* _GOAL OF THE EXERCISE_:
All the data should come back exactly as it was given.

<<<<

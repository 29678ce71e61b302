use std::f64::consts::PI;
use std::str::FromStr;
use crate::errors::ProcessingError;

/// Synodic month, the period between successive same moon phases, in days
const SYNODIC_MONTH: f64 = 29.53;

/// Midday to midnight as a fraction of a day
const HALF_DAY: f64 = 0.5;

/// Empirical dimming coefficient applied to the projected illumination
const DIMMING: f64 = 0.98;

/// The eight moon phases as reported by the forecast provider
#[derive(Debug, Clone, Copy, PartialEq, Eq)]
pub enum MoonPhase {
    New,
    WaxingCrescent,
    FirstQuarter,
    WaxingGibbous,
    Full,
    WaningGibbous,
    LastQuarter,
    WaningCrescent,
}

impl FromStr for MoonPhase {
    type Err = ProcessingError;

    fn from_str(s: &str) -> Result<Self, Self::Err> {
        match s.to_lowercase().as_str() {
            "new" => Ok(MoonPhase::New),
            "waxing crescent" => Ok(MoonPhase::WaxingCrescent),
            "first quarter" => Ok(MoonPhase::FirstQuarter),
            "waxing gibbous" => Ok(MoonPhase::WaxingGibbous),
            "full" => Ok(MoonPhase::Full),
            "waning gibbous" => Ok(MoonPhase::WaningGibbous),
            "last quarter" => Ok(MoonPhase::LastQuarter),
            "waning crescent" => Ok(MoonPhase::WaningCrescent),
            _ => Err(ProcessingError::InvalidPhase(s.to_string())),
        }
    }
}

impl MoonPhase {
    /// True for phases where the illuminated fraction is growing
    fn is_waxing(&self) -> bool {
        matches!(
            self,
            MoonPhase::New
                | MoonPhase::WaxingCrescent
                | MoonPhase::FirstQuarter
                | MoonPhase::WaxingGibbous
        )
    }

    /// Display label used in the rendered report
    pub fn label(&self) -> &'static str {
        match self {
            MoonPhase::New => "New moon 🌑",
            MoonPhase::WaxingCrescent => "Waxing crescent 🌒",
            MoonPhase::FirstQuarter => "First quarter 🌓",
            MoonPhase::WaxingGibbous => "Waxing gibbous 🌔",
            MoonPhase::Full => "Full moon 🌕",
            MoonPhase::WaningGibbous => "Waning gibbous 🌖",
            MoonPhase::LastQuarter => "Last quarter 🌗",
            MoonPhase::WaningCrescent => "Waning crescent 🌘",
        }
    }
}

/// Projects a midday moon illumination percentage to the following midnight.
///
/// The illuminated fraction is mapped back to a phase angle on the 0-2π lunar
/// cycle, the angle is advanced by half a day of the synodic month, and the
/// illumination is recovered from the advanced angle. The midday reading anchors
/// the curve, the phase name only selects the waxing or waning half of the cycle.
/// The result is rounded to one decimal.
///
/// # Arguments
///
/// * 'midday_pct' - moon illumination at midday in percent, 0 to 100
/// * 'phase' - the moon phase for the same day
pub fn project_to_midnight(midday_pct: f64, phase: MoonPhase) -> Result<f64, ProcessingError> {
    if !(0.0..=100.0).contains(&midday_pct) {
        return Err(ProcessingError::InvalidPercentage(midday_pct));
    }

    let fraction = midday_pct / 100.0;

    // Clamp before arccos to absorb float rounding at the interval edges
    let cos_theta = (1.0 - 2.0 * fraction).clamp(-1.0, 1.0);
    let theta = cos_theta.acos();

    // arccos only covers the waxing half of the cycle, mirror for waning phases
    let theta_midday = if phase.is_waxing() { theta } else { 2.0 * PI - theta };

    let delta_theta = 2.0 * PI * (HALF_DAY / SYNODIC_MONTH);
    let theta_midnight = (theta_midday + delta_theta).rem_euclid(2.0 * PI);

    let projected = 0.5 * (1.0 - theta_midnight.cos()) * 100.0 * DIMMING;

    Ok((projected * 10.0).round() / 10.0)
}

/// Projects a whole forecast window of midday illumination readings to midnight,
/// one value per day in input order.
///
/// Both slices must be of equal length, one entry per forecast day.
///
/// # Arguments
///
/// * 'midday_pct' - midday illumination percentages, one per day
/// * 'phases' - moon phases, one per day
pub fn project_batch(
    midday_pct: &[f64],
    phases: &[MoonPhase],
) -> Result<Vec<f64>, ProcessingError> {
    midday_pct
        .iter()
        .zip(phases)
        .map(|(pct, phase)| project_to_midnight(*pct, *phase))
        .collect()
}

#[cfg(test)]
mod tests {
    use super::*;

    #[test]
    fn test_projection_known_values() {
        assert_eq!(project_to_midnight(15.4, MoonPhase::WaxingCrescent).unwrap(), 19.0);
        assert_eq!(project_to_midnight(19.2, MoonPhase::WaxingCrescent).unwrap(), 23.1);
        assert_eq!(project_to_midnight(79.8, MoonPhase::WaningGibbous).unwrap(), 73.9);
    }

    #[test]
    fn test_projection_waxing_grows_waning_shrinks() {
        let waxing = project_to_midnight(50.0, MoonPhase::FirstQuarter).unwrap();
        let waning = project_to_midnight(50.0, MoonPhase::LastQuarter).unwrap();
        assert_eq!(waxing, 54.2);
        assert_eq!(waning, 43.8);
    }

    #[test]
    fn test_projection_edges_stay_in_range() {
        for phase in [MoonPhase::New, MoonPhase::Full, MoonPhase::WaningCrescent] {
            for pct in [0.0, 0.1, 25.0, 50.0, 75.0, 99.9, 100.0] {
                let projected = project_to_midnight(pct, phase).unwrap();
                assert!((0.0..=100.0).contains(&projected), "{} {:?}", projected, phase);
            }
        }
    }

    #[test]
    fn test_projection_deterministic() {
        let first = project_to_midnight(42.7, MoonPhase::WaxingGibbous).unwrap();
        let second = project_to_midnight(42.7, MoonPhase::WaxingGibbous).unwrap();
        assert_eq!(first, second);
    }

    #[test]
    fn test_projection_rejects_out_of_range() {
        assert_eq!(
            project_to_midnight(100.1, MoonPhase::Full),
            Err(ProcessingError::InvalidPercentage(100.1))
        );
        assert_eq!(
            project_to_midnight(-0.1, MoonPhase::New),
            Err(ProcessingError::InvalidPercentage(-0.1))
        );
    }

    #[test]
    fn test_phase_parse_case_insensitive() {
        assert_eq!("Waxing Gibbous".parse::<MoonPhase>().unwrap(), MoonPhase::WaxingGibbous);
        assert_eq!("FULL".parse::<MoonPhase>().unwrap(), MoonPhase::Full);
        assert_eq!("new".parse::<MoonPhase>().unwrap(), MoonPhase::New);
    }

    #[test]
    fn test_phase_parse_rejects_unqualified_name() {
        assert_eq!(
            "gibbous".parse::<MoonPhase>(),
            Err(ProcessingError::InvalidPhase("gibbous".to_string()))
        );
    }

    #[test]
    fn test_batch_keeps_order() {
        let projected = project_batch(
            &[15.4, 19.2],
            &[MoonPhase::WaxingCrescent, MoonPhase::WaxingCrescent],
        )
        .unwrap();
        assert_eq!(projected, vec![19.0, 23.1]);
    }
}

>>>>

* _EXERCISE OUTPUT_:
repository 29678ce71e61b302
use std::f64::consts::PI;
use std::str::FromStr;
use crate::errors::ProcessingError;

/// Synodic month, the period between successive same moon phases, in days
const SYNODIC_MONTH: f64 = 29.53;

/// Midday to midnight as a fraction of a day
const HALF_DAY: f64 = 0.5;

/// Empirical dimming coefficient applied to the projected illumination
const DIMMING: f64 = 0.98;

/// The eight moon phases as reported by the forecast provider
#[derive(Debug, Clone, Copy, PartialEq, Eq)]
pub enum MoonPhase {
    New,
    WaxingCrescent,
    FirstQuarter,
    WaxingGibbous,
    Full,
    WaningGibbous,
    LastQuarter,
    WaningCrescent,
}

impl FromStr for MoonPhase {
    type Err = ProcessingError;

    fn from_str(s: &str) -> Result<Self, Self::Err> {
        match s.to_lowercase().as_str() {
            "new" => Ok(MoonPhase::New),
            "waxing crescent" => Ok(MoonPhase::WaxingCrescent),
            "first quarter" => Ok(MoonPhase::FirstQuarter),
            "waxing gibbous" => Ok(MoonPhase::WaxingGibbous),
            "full" => Ok(MoonPhase::Full),
            "waning gibbous" => Ok(MoonPhase::WaningGibbous),
            "last quarter" => Ok(MoonPhase::LastQuarter),
            "waning crescent" => Ok(MoonPhase::WaningCrescent),
            _ => Err(ProcessingError::InvalidPhase(s.to_string())),
        }
    }
}

impl MoonPhase {
    /// True for phases where the illuminated fraction is growing
    fn is_waxing(&self) -> bool {
        matches!(
            self,
            MoonPhase::New
                | MoonPhase::WaxingCrescent
                | MoonPhase::FirstQuarter
                | MoonPhase::WaxingGibbous
        )
    }

    /// Display label used in the rendered report
    pub fn label(&self) -> &'static str {
        match self {
            MoonPhase::New => "New moon 🌑",
            MoonPhase::WaxingCrescent => "Waxing crescent 🌒",
            MoonPhase::FirstQuarter => "First quarter 🌓",
            MoonPhase::WaxingGibbous => "Waxing gibbous 🌔",
            MoonPhase::Full => "Full moon 🌕",
            MoonPhase::WaningGibbous => "Waning gibbous 🌖",
            MoonPhase::LastQuarter => "Last quarter 🌗",
            MoonPhase::WaningCrescent => "Waning crescent 🌘",
        }
    }
}

/// Projects a midday moon illumination percentage to the following midnight.
///
/// The illuminated fraction is mapped back to a phase angle on the 0-2π lunar
/// cycle, the angle is advanced by half a day of the synodic month, and the
/// illumination is recovered from the advanced angle. The midday reading anchors
/// the curve, the phase name only selects the waxing or waning half of the cycle.
/// The result is rounded to one decimal.
///
/// # Arguments
///
/// * 'midday_pct' - moon illumination at midday in percent, 0 to 100
/// * 'phase' - the moon phase for the same day
pub fn project_to_midnight(midday_pct: f64, phase: MoonPhase) -> Result<f64, ProcessingError> {
    if !(0.0..=100.0).contains(&midday_pct) {
        return Err(ProcessingError::InvalidPercentage(midday_pct));
    }

    let fraction = midday_pct / 100.0;

    // Clamp before arccos to absorb float rounding at the interval edges
    let cos_theta = (1.0 - 2.0 * fraction).clamp(-1.0, 1.0);
    let theta = cos_theta.acos();

    // arccos only covers the waxing half of the cycle, mirror for waning phases
    let theta_midday = if phase.is_waxing() { theta } else { 2.0 * PI - theta };

    let delta_theta = 2.0 * PI * (HALF_DAY / SYNODIC_MONTH);
    let theta_midnight = (theta_midday + delta_theta).rem_euclid(2.0 * PI);

    let projected = 0.5 * (1.0 - theta_midnight.cos()) * 100.0 * DIMMING;

    Ok((projected * 10.0).round() / 10.0)
}

/// Projects a whole forecast window of midday illumination readings to midnight,
/// one value per day in input order.
///
/// Both slices must be of equal length, one entry per forecast day.
///
/// # Arguments
///
/// * 'midday_pct' - midday illumination percentages, one per day
/// * 'phases' - moon phases, one per day
pub fn project_batch(
    midday_pct: &[f64],
    phases: &[MoonPhase],
) -> Result<Vec<f64>, ProcessingError> {
    midday_pct
        .iter()
        .zip(phases)
        .map(|(pct, phase)| project_to_midnight(*pct, *phase))
        .collect()
}

#[cfg(test)]
mod tests {
    use super::*;

    #[test]
    fn test_projection_known_values() {
        assert_eq!(project_to_midnight(15.4, MoonPhase::WaxingCrescent).unwrap(), 19.0);
        assert_eq!(project_to_midnight(19.2, MoonPhase::WaxingCrescent).unwrap(), 23.1);
        assert_eq!(project_to_midnight(79.8, MoonPhase::WaningGibbous).unwrap(), 73.9);
    }

    #[test]
    fn test_projection_waxing_grows_waning_shrinks() {
        let waxing = project_to_midnight(50.0, MoonPhase::FirstQuarter).unwrap();
        let waning = project_to_midnight(50.0, MoonPhase::LastQuarter).unwrap();
        assert_eq!(waxing, 54.2);
        assert_eq!(waning, 43.8);
    }

    #[test]
    fn test_projection_edges_stay_in_range() {
        for phase in [MoonPhase::New, MoonPhase::Full, MoonPhase::WaningCrescent] {
            for pct in [0.0, 0.1, 25.0, 50.0, 75.0, 99.9, 100.0] {
                let projected = project_to_midnight(pct, phase).unwrap();
                assert!((0.0..=100.0).contains(&projected), "{} {:?}", projected, phase);
            }
        }
    }

    #[test]
    fn test_projection_deterministic() {
        let first = project_to_midnight(42.7, MoonPhase::WaxingGibbous).unwrap();
        let second = project_to_midnight(42.7, MoonPhase::WaxingGibbous).unwrap();
        assert_eq!(first, second);
    }

    #[test]
    fn test_projection_rejects_out_of_range() {
        assert_eq!(
            project_to_midnight(100.1, MoonPhase::Full),
            Err(ProcessingError::InvalidPercentage(100.1))
        );
        assert_eq!(
            project_to_midnight(-0.1, MoonPhase::New),
            Err(ProcessingError::InvalidPercentage(-0.1))
        );
    }

    #[test]
    fn test_phase_parse_case_insensitive() {
        assert_eq!("Waxing Gibbous".parse::<MoonPhase>().unwrap(), MoonPhase::WaxingGibbous);
        assert_eq!("FULL".parse::<MoonPhase>().unwrap(), MoonPhase::Full);
        assert_eq!("new".parse::<MoonPhase>().unwrap(), MoonPhase::New);
    }

    #[test]
    fn test_phase_parse_rejects_unqualified_name() {
        assert_eq!(
            "gibbous".parse::<MoonPhase>(),
            Err(ProcessingError::InvalidPhase("gibbous".to_string()))
        );
    }

    #[test]
    fn test_batch_keeps_order() {
        let projected = project_batch(
            &[15.4, 19.2],
            &[MoonPhase::WaxingCrescent, MoonPhase::WaxingCrescent],
        )
        .unwrap();
        assert_eq!(projected, vec![19.0, 23.1]);
    }
}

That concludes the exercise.